• DATA UNDER STUDY:
//! Error types for `CommandCore`.
//!
//! Two families of errors exist:
//!
//! - **`CommandError`**: anything a command, a chain link or a context can
//!   report. It is `Clone` because a context keeps the recorded failure while
//!   the interceptor may still hand a copy back to its caller.
//! - **`AmbientError`**: the thread-scoped ambient store could not be reached,
//!   which only happens while the owning thread is being torn down.
//!
//! # Example Usage
//!
//! ```rust,ignore
//! use commandcore::errors::{CommandError, CommandResult};
//!
//! fn suspend(definition: &Definition) -> CommandResult<()> {
//!     if definition.is_suspended() {
//!         return Err(CommandError::BusinessRuleViolation(
//!             "definition already suspended".to_string(),
//!         ));
//!     }
//!     Ok(())
//! }
//! ```

use crate::types::{CommandName, ContextId};
use thiserror::Error;

/// Errors that can occur while executing a command.
#[derive(Debug, Clone, PartialEq, Eq, Error)]
pub enum CommandError {
    /// The command's own logic failed.
    #[error("Command '{command}' failed: {message}")]
    Failed {
        /// The command that failed
        command: CommandName,
        /// What went wrong
        message: String,
    },

    /// A business rule was violated during command execution.
    #[error("Business rule violation: {0}")]
    BusinessRuleViolation(String),

    /// The context was used after it had been closed.
    #[error("Command context {0} is already closed")]
    ContextClosed(ContextId),

    /// Closing a context failed.
    #[error("Closing command context {context} failed: {message}")]
    CloseFailed {
        /// The context whose close failed
        context: ContextId,
        /// What went wrong
        message: String,
    },

    /// The ambient store could not be read or written.
    #[error("Ambient state unavailable: {0}")]
    AmbientUnavailable(#[from] AmbientError),

    /// The chain returned a value of a different type than the command declares.
    #[error("Command '{command}' produced an output of an unexpected type")]
    UnexpectedOutput {
        /// The command whose output could not be downcast
        command: CommandName,
    },

    /// An unexpected internal error occurred.
    #[error("Internal error: {0}")]
    Internal(String),
}

impl CommandError {
    /// Shorthand for [`CommandError::Failed`].
    pub fn failed(command: CommandName, message: impl Into<String>) -> Self {
        Self::Failed {
            command,
            message: message.into(),
        }
    }
}

/// The ambient store is unreachable for the current thread.
#[derive(Debug, Clone, Copy, PartialEq, Eq, Error)]
pub enum AmbientError {
    /// Thread-local storage has already been destroyed.
    #[error("thread-local slot '{slot}' is no longer accessible")]
    SlotUnavailable {
        /// The slot that could not be reached
        slot: &'static str,
    },
}

/// Type alias for command execution results.
pub type CommandResult<T> = Result<T, CommandError>;

/// Type alias for ambient store results.
pub type AmbientResult<T> = Result<T, AmbientError>;

#[cfg(test)]
mod tests {
    use super::*;

    #[test]
    fn failed_error_message_names_command() {
        let error = CommandError::failed(CommandName::try_new("SetRetries").unwrap(), "boom");

        assert_eq!(error.to_string(), "Command 'SetRetries' failed: boom");
    }

    #[test]
    fn ambient_error_converts_into_command_error() {
        let error: CommandError = AmbientError::SlotUnavailable { slot: "command_context" }.into();

        assert!(matches!(error, CommandError::AmbientUnavailable(_)));
        assert!(error.to_string().contains("command_context"));
    }
}
//! Contexts and factories that remember how they were used.

use std::sync::Arc;

use commandcore::{
    ambient, CommandContext, CommandContextFactory, CommandContextRef, CommandError,
    CommandName, CommandResult, ContextId, ContextState, DynCommand,
};
use parking_lot::Mutex;

#[derive(Debug, Default)]
struct RecordingState {
    exception: Option<CommandError>,
    record_calls: usize,
    close_calls: usize,
    closed: bool,
    ambient_at_close: Option<ContextId>,
}

/// A context that counts lifecycle calls.
///
/// On close it also notes which context was active in the ambient store, so
/// tests can check that close runs before the ambient state is unwound.
#[derive(Debug)]
pub struct RecordingContext {
    id: ContextId,
    command_name: CommandName,
    fail_close: bool,
    state: Mutex<RecordingState>,
}

impl RecordingContext {
    /// A context whose close succeeds.
    pub fn new(command_name: CommandName) -> Self {
        Self {
            id: ContextId::new(),
            command_name,
            fail_close: false,
            state: Mutex::new(RecordingState::default()),
        }
    }

    /// A context whose close reports `CloseFailed`.
    pub fn failing_close(command_name: CommandName) -> Self {
        Self {
            fail_close: true,
            ..Self::new(command_name)
        }
    }

    /// How often `close()` was called.
    pub fn close_calls(&self) -> usize {
        self.state.lock().close_calls
    }

    /// How often `record_exception()` was called, including ignored calls.
    pub fn record_calls(&self) -> usize {
        self.state.lock().record_calls
    }

    /// The ambient command context observed by the first `close()`.
    pub fn ambient_at_close(&self) -> Option<ContextId> {
        self.state.lock().ambient_at_close
    }
}

impl CommandContext for RecordingContext {
    fn id(&self) -> ContextId {
        self.id
    }

    fn command_name(&self) -> &CommandName {
        &self.command_name
    }

    fn state(&self) -> ContextState {
        let state = self.state.lock();
        if state.closed {
            ContextState::Closed
        } else {
            state
                .exception
                .clone()
                .map_or(ContextState::Open, ContextState::Failed)
        }
    }

    fn exception(&self) -> Option<CommandError> {
        self.state.lock().exception.clone()
    }

    fn record_exception(&self, error: CommandError) {
        let mut state = self.state.lock();
        state.record_calls += 1;
        if state.exception.is_none() && !state.closed {
            state.exception = Some(error);
        }
    }

    fn close(&self) -> CommandResult<()> {
        // read before locking: the ambient store may hand back this very context
        let active = ambient::command_context().ok().flatten().map(|c| c.id());

        let mut state = self.state.lock();
        state.close_calls += 1;
        if state.closed {
            return Ok(());
        }
        state.closed = true;
        state.ambient_at_close = active;
        drop(state);

        if self.fail_close {
            return Err(CommandError::CloseFailed {
                context: self.id,
                message: "scripted close failure".to_string(),
            });
        }
        Ok(())
    }
}

/// Factory that hands out [`RecordingContext`]s and keeps them for inspection.
#[derive(Debug, Default)]
pub struct RecordingFactory {
    fail_close: bool,
    created: Mutex<Vec<Arc<RecordingContext>>>,
}

impl RecordingFactory {
    /// Contexts created by this factory close successfully.
    pub fn new() -> Self {
        Self::default()
    }

    /// Contexts created by this factory fail to close.
    pub fn failing_close() -> Self {
        Self {
            fail_close: true,
            ..Self::default()
        }
    }

    /// Every context created so far, oldest first.
    pub fn created(&self) -> Vec<Arc<RecordingContext>> {
        self.created.lock().clone()
    }

    /// The most recently created context.
    pub fn last_created(&self) -> Option<Arc<RecordingContext>> {
        self.created.lock().last().cloned()
    }
}

impl CommandContextFactory for RecordingFactory {
    fn create(&self, command: &dyn DynCommand) -> CommandContextRef {
        let context = Arc::new(if self.fail_close {
            RecordingContext::failing_close(command.command_name())
        } else {
            RecordingContext::new(command.command_name())
        });
        self.created.lock().push(Arc::clone(&context));
        context
    }
}
//! Public entry point for running commands.

use std::sync::Arc;

use crate::command::Command;
use crate::config::{CommandConfig, EngineConfiguration};
use crate::context::{CommandContextFactory, StandardCommandContextFactory};
use crate::errors::{CommandError, CommandResult};
use crate::interceptor::{
    CommandContextInterceptor, CommandInvoker, InterceptorChain, InterceptorRef, LogInterceptor,
};

/// Runs commands through an interceptor chain.
///
/// The executor carries a default [`CommandConfig`] and recovers each
/// command's typed output from the chain.
///
/// # Example
///
/// ```rust,ignore
/// use commandcore::{CommandExecutor, EngineConfiguration};
///
/// let executor = CommandExecutor::standard(EngineConfiguration::default().into_shared());
/// let retries = executor.execute(&DecrementRetries { job_id })?;
/// ```
pub struct CommandExecutor {
    default_config: CommandConfig,
    first: InterceptorRef,
}

impl CommandExecutor {
    /// Creates an executor over an already built chain.
    pub fn new(default_config: CommandConfig, first: InterceptorRef) -> Self {
        Self {
            default_config,
            first,
        }
    }

    /// The standard chain with [`StandardCommandContextFactory`]:
    /// logging, then context management, then invocation.
    pub fn standard(engine: Arc<EngineConfiguration>) -> Self {
        Self::with_factory(engine, Arc::new(StandardCommandContextFactory::new()))
    }

    /// The standard chain with a custom context factory.
    pub fn with_factory(
        engine: Arc<EngineConfiguration>,
        factory: Arc<dyn CommandContextFactory>,
    ) -> Self {
        let default_config = engine.default_command_config();
        let first = InterceptorChain::new(CommandInvoker)
            .wrap(|next| CommandContextInterceptor::new(factory, engine, next))
            .wrap(LogInterceptor::new)
            .build();
        Self::new(default_config, first)
    }

    /// Configuration used by [`CommandExecutor::execute`].
    pub const fn default_config(&self) -> CommandConfig {
        self.default_config
    }

    /// Executes `command` with the default configuration.
    ///
    /// Returns `Ok(None)` when a failure was absorbed into the command's
    /// context instead of being surfaced.
    pub fn execute<C>(&self, command: &C) -> CommandResult<Option<C::Output>>
    where
        C: Command,
    {
        self.execute_with_config(self.default_config, command)
    }

    /// Executes `command` with an explicit configuration.
    pub fn execute_with_config<C>(
        &self,
        config: CommandConfig,
        command: &C,
    ) -> CommandResult<Option<C::Output>>
    where
        C: Command,
    {
        let Some(output) = self.first.execute(&config, command)? else {
            return Ok(None);
        };
        output
            .downcast::<C::Output>()
            .map(|typed| Some(*typed))
            .map_err(|_| CommandError::UnexpectedOutput {
                command: command.name(),
            })
    }
}

impl std::fmt::Debug for CommandExecutor {
    fn fmt(&self, f: &mut std::fmt::Formatter<'_>) -> std::fmt::Result {
        f.debug_struct("CommandExecutor")
            .field("default_config", &self.default_config)
            .finish_non_exhaustive()
    }
}
use tracing::{debug, debug_span};

use super::{CommandInterceptor, InterceptorRef};
use crate::command::{CommandOutput, DynCommand};
use crate::config::CommandConfig;
use crate::errors::CommandResult;

/// Logs the start and end of every command inside a `command` span.
pub struct LogInterceptor {
    next: InterceptorRef,
}

impl LogInterceptor {
    /// Wraps `next`.
    pub fn new(next: InterceptorRef) -> Self {
        Self { next }
    }
}

impl CommandInterceptor for LogInterceptor {
    fn execute(
        &self,
        config: &CommandConfig,
        command: &dyn DynCommand,
    ) -> CommandResult<CommandOutput> {
        let name = command.command_name();
        let span = debug_span!("command", command = %name);
        let _entered = span.enter();

        debug!("--- starting {name} ---");
        let result = self.next.execute(config, command);
        match &result {
            Ok(Some(_)) => debug!("--- {name} finished ---"),
            Ok(None) => debug!("--- {name} finished without a result ---"),
            Err(error) => debug!(%error, "--- {name} failed ---"),
        }
        result
    }
}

• EXERCISE PROMPT: Extract every line above containing the word "CommandExecutor".

• TASK ANSWER:
/// use commandcore::{CommandExecutor, EngineConfiguration};
/// let executor = CommandExecutor::standard(EngineConfiguration::default().into_shared());
pub struct CommandExecutor {
impl CommandExecutor {
    /// Configuration used by [`CommandExecutor::execute`].
impl std::fmt::Debug for CommandExecutor {
        f.debug_struct("CommandExecutor")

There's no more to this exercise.